I didn't want to think of Grant now. He was always strong when I needed him to be and strong when I didn't need him to be. I didn't want him on my mind or even peripherally back in my life. “What do we know?” I asked.
“Not much. We can save the official interview until later, but can you give me a once-over from your end?”
I told her I knew as little as she did since the blast knocked me silly and made my sensory perceptions meaningless. Bean nodded with what seemed to be understanding.
“Do you think Tootsie Pearl was the target?” I asked. “Is she okay?”
“Shaken but uninjured.” Bean cocked her head toward a clutch of squad cars up the street. “We're talking to her now.”

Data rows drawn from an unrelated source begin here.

use chrono::NaiveDate;
use serde::{Deserialize, Serialize};
use uuid::Uuid;

pub mod asset {
    use super::*;

    #[derive(Debug, Serialize, Deserialize)]
    pub struct AssetNew {
        pub name: String,
        #[serde(default)]
        pub icon: String,
        #[serde(default)]
        pub starting_balance: f64,
    }

    #[derive(Debug, Default, Serialize, Deserialize)]
    pub struct AssetUpdate {
        pub name: Option<String>,
        pub icon: Option<String>,
        pub starting_balance: Option<f64>,
    }

    /// Query string of `GET /assets/{id}/balance`.
    #[derive(Debug, Default, Serialize, Deserialize)]
    #[serde(rename_all = "camelCase")]
    pub struct BalanceQuery {
        /// One of week, month, quarter, year, all, custom.
        pub range_mode: Option<String>,
        pub start_date: Option<NaiveDate>,
        pub end_date: Option<NaiveDate>,
    }

    /// Query string of `GET /assets/balances`. `month` is 1-based.
    #[derive(Debug, Serialize, Deserialize)]
    pub struct MonthQuery {
        pub year: i32,
        pub month: u32,
    }
}

pub mod category {
    use super::*;

    #[derive(Debug, Serialize, Deserialize)]
    pub struct CategoryNew {
        pub name: String,
        #[serde(default)]
        pub icon: String,
        #[serde(default)]
        pub color: String,
        /// "income" or "expenses".
        pub kind: String,
    }

    #[derive(Debug, Default, Serialize, Deserialize)]
    pub struct CategoryUpdate {
        pub name: Option<String>,
        pub icon: Option<String>,
        pub color: Option<String>,
    }
}

pub mod ledger {
    use super::*;

    #[derive(Debug, Serialize, Deserialize)]
    pub struct LedgerNew {
        pub name: String,
        #[serde(default)]
        pub icon: String,
        #[serde(default)]
        pub color: String,
    }

    #[derive(Debug, Default, Serialize, Deserialize)]
    pub struct LedgerUpdate {
        pub name: Option<String>,
        pub icon: Option<String>,
        pub color: Option<String>,
    }
}

pub mod transaction {
    use super::*;

    #[derive(Debug, Clone, Serialize, Deserialize)]
    pub struct LocationView {
        pub name: String,
        pub latitude: f64,
        pub longitude: f64,
    }

    /// Body of `POST /transactions` and `PATCH /transactions/{id}`. The
    /// tag selects the shape; a patch may change it.
    #[derive(Debug, Serialize, Deserialize)]
    #[serde(tag = "type", rename_all = "snake_case")]
    pub enum TransactionNew {
        IncomeExpense {
            /// "income" or "expenses".
            kind: String,
            particulars: String,
            amount: f64,
            date: NaiveDate,
            asset_id: Uuid,
            category_id: Uuid,
            #[serde(default)]
            ledgers: Vec<Uuid>,
            #[serde(default)]
            location: Option<LocationView>,
            #[serde(default)]
            receipt: Option<String>,
        },
        Transfer {
            amount: f64,
            date: NaiveDate,
            from_asset_id: Uuid,
            to_asset_id: Uuid,
            #[serde(default)]
            receipt: Option<String>,
        },
    }
}

pub mod budget {
    use super::*;

    fn default_rollover_cap() -> f64 {
        100.0
    }

    /// Query string of `GET /budgets`. `month` is 0-based.
    #[derive(Debug, Serialize, Deserialize)]
    pub struct BudgetQuery {
        pub year: i32,
        pub month: i32,
    }

    #[derive(Debug, Serialize, Deserialize)]
    pub struct BudgetNew {
        pub category_id: Uuid,
        pub year: i32,
        /// 0-based calendar month (0 = January).
        pub month: i32,
        pub amount: f64,
        #[serde(default)]
        pub rollover_enabled: bool,
        #[serde(default = "default_rollover_cap")]
        pub rollover_cap: f64,
        #[serde(default)]
        pub alert_thresholds: Vec<f64>,
    }

    #[derive(Debug, Serialize, Deserialize)]
    pub struct BudgetUpdate {
        pub amount: f64,
        #[serde(default)]
        pub rollover_enabled: bool,
        #[serde(default = "default_rollover_cap")]
        pub rollover_cap: f64,
        #[serde(default)]
        pub alert_thresholds: Vec<f64>,
    }

    /// One navigable budget period.
    #[derive(Debug, Serialize, Deserialize)]
    pub struct YearMonth {
        pub year: i32,
        /// 0-based calendar month (0 = January).
        pub month: i32,
    }
}

pub mod analytics {
    use super::*;

    /// Query string of `GET /analytics/typesCount`: both present or both
    /// absent. `month` is 1-based.
    #[derive(Debug, Default, Serialize, Deserialize)]
    pub struct OptionalMonthQuery {
        pub year: Option<i32>,
        pub month: Option<u32>,
    }

    #[derive(Debug, Serialize, Deserialize)]
    pub struct ChartQuery {
        /// One of week, month, ytd.
        pub range: String,
    }

    /// Query string of `GET /analytics/countByDay`. `types` is a
    /// comma-separated subset of income, expenses, transfer.
    #[derive(Debug, Serialize, Deserialize)]
    pub struct CountByDayQuery {
        pub year: i32,
        pub month: u32,
        #[serde(default)]
        pub types: Option<String>,
    }
}

pub mod goal {
    use super::*;

    #[derive(Debug, Serialize, Deserialize)]
    pub struct GoalNew {
        pub name: String,
        #[serde(default)]
        pub icon: String,
        #[serde(default)]
        pub color: String,
        pub target_amount: f64,
        #[serde(default)]
        pub target_date: Option<NaiveDate>,
        #[serde(default)]
        pub asset_id: Option<Uuid>,
    }

    /// Body of `POST /savingsGoals/{id}/contribute`. A negative amount
    /// withdraws; the stored total never goes below zero.
    #[derive(Debug, Serialize, Deserialize)]
    pub struct GoalContribution {
        pub amount: f64,
    }
}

I looked over. I saw the police talking to witnesses and keeping two layers of people back: journalists and gawkers taking cell phone videos, and people who were just trying to get through or go to their jobs. To her credit or damnation, I wasn't sure which, Candy Sommerton was among the former, inscrutable and ghoulish, chasing the story. She was trying to talk to the police while other reporters were trying to talk to her, looking at their cell phones—at her video, I suspected. To add to the confusion, reporters were trying to interview the bloodied, limping reporter while she was trying to get to the mayoral candidate. The press refers to such events as a “media circus.” A circus has a ringleader and some sense of order. From where I stood, it looked like the monkey house at the Bronx Zoo.
“There were no death threats against the candidate that I'm aware of,” Bean confided to me. Her answer to the question confused me at first. I had forgotten what I'd asked. “We're checking the social media sites now but—I'm told you have a kind of eagle eye on your place. True?”
“I guess so,” I said. “When I look out at the diner, it's like a rabbi on the High Holy Days, gratefully spotting worshipers who came every Sabbath, not just once a year, but aware of the rest.”
She smiled. “So, Rabbi Katz. Did anyone look out of place?”
“Everyone was eating, if that's what you mean,” I said. “I got the Homeland Security circular about profiling that was called something else. No one stood out.”
I had, in fact, dutifully read the document Homeland Security sent every six months. It was a PDF brochure called
If You See Something, Say Something
and it was sent to all public service institutions. The document said in big red letters that it was wrong to profile people because of their race, religion, nationality, dress, or accent. But, that said, it advised us of behavior to look out for such as patrons being overly protective of property that did not appear to have any obvious value; seeming agitated without any direct cause, such as someone talking loudly nearby; wearing heavy clothing that seemed inappropriate to temperate weather—all the things that anyone with a healthy strain of paranoia should spot without help from the federal government.